─── Records for this task

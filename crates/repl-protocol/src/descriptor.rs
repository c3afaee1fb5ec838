//! Extension descriptors: the machine-readable declaration of which ops an
//! extension handles and which ops must be composed ahead of it.
//!
//! The same structure drives chain construction and the `describe` op's
//! documentation output.

use std::collections::{BTreeMap, BTreeSet};

use serde::{Deserialize, Serialize};

/// Documentation for a single op.
#[derive(Debug, Clone, Default, PartialEq, Eq, Serialize, Deserialize)]
pub struct OpDoc {
    pub doc: String,
    /// Required parameters → description.
    #[serde(default)]
    pub requires: BTreeMap<String, String>,
    /// Optional parameters → description.
    #[serde(default)]
    pub optional: BTreeMap<String, String>,
    /// Returned fields → description.
    #[serde(default)]
    pub returns: BTreeMap<String, String>,
}

impl OpDoc {
    pub fn new(doc: impl Into<String>) -> Self {
        Self {
            doc: doc.into(),
            ..Self::default()
        }
    }

    pub fn requires(mut self, param: impl Into<String>, doc: impl Into<String>) -> Self {
        self.requires.insert(param.into(), doc.into());
        self
    }

    pub fn optional(mut self, param: impl Into<String>, doc: impl Into<String>) -> Self {
        self.optional.insert(param.into(), doc.into());
        self
    }

    pub fn returns(mut self, field: impl Into<String>, doc: impl Into<String>) -> Self {
        self.returns.insert(field.into(), doc.into());
        self
    }
}

/// Per-extension metadata.
#[derive(Debug, Clone, Default, PartialEq, Eq, Serialize, Deserialize)]
pub struct Descriptor {
    /// Ops whose provider must sit ahead of this extension. Unsatisfied
    /// entries abort chain construction.
    #[serde(default)]
    pub requires: BTreeSet<String>,
    /// Like `requires`, but silently ignored when no provider exists.
    #[serde(default)]
    pub expects: BTreeSet<String>,
    /// Ops this extension answers.
    #[serde(default)]
    pub handles: BTreeMap<String, OpDoc>,
}

impl Descriptor {
    pub fn new() -> Self {
        Self::default()
    }

    pub fn requires(mut self, op: impl Into<String>) -> Self {
        self.requires.insert(op.into());
        self
    }

    pub fn expects(mut self, op: impl Into<String>) -> Self {
        self.expects.insert(op.into());
        self
    }

    pub fn handles(mut self, op: impl Into<String>, doc: OpDoc) -> Self {
        self.handles.insert(op.into(), doc);
        self
    }

    pub fn handles_op(&self, op: &str) -> bool {
        self.handles.contains_key(op)
    }

    pub fn ops(&self) -> impl Iterator<Item = &str> {
        self.handles.keys().map(String::as_str)
    }
}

──────

◆ **Work instruction**:
Could you write out exactly the lines above, starting at the first one and ending with the line that has "self.returns.insert(field.into(), doc.into());"?

◆ **Output of the exercise**:
filename crates/repl-protocol/src/descriptor.rs
repository c3afaee1fb5ec838
//! Extension descriptors: the machine-readable declaration of which ops an
//! extension handles and which ops must be composed ahead of it.
//!
//! The same structure drives chain construction and the `describe` op's
//! documentation output.

use std::collections::{BTreeMap, BTreeSet};

use serde::{Deserialize, Serialize};

/// Documentation for a single op.
#[derive(Debug, Clone, Default, PartialEq, Eq, Serialize, Deserialize)]
pub struct OpDoc {
    pub doc: String,
    /// Required parameters → description.
    #[serde(default)]
    pub requires: BTreeMap<String, String>,
    /// Optional parameters → description.
    #[serde(default)]
    pub optional: BTreeMap<String, String>,
    /// Returned fields → description.
    #[serde(default)]
    pub returns: BTreeMap<String, String>,
}

impl OpDoc {
    pub fn new(doc: impl Into<String>) -> Self {
        Self {
            doc: doc.into(),
            ..Self::default()
        }
    }

    pub fn requires(mut self, param: impl Into<String>, doc: impl Into<String>) -> Self {
        self.requires.insert(param.into(), doc.into());
        self
    }

    pub fn optional(mut self, param: impl Into<String>, doc: impl Into<String>) -> Self {
        self.optional.insert(param.into(), doc.into());
        self
    }

    pub fn returns(mut self, field: impl Into<String>, doc: impl Into<String>) -> Self {
        self.returns.insert(field.into(), doc.into());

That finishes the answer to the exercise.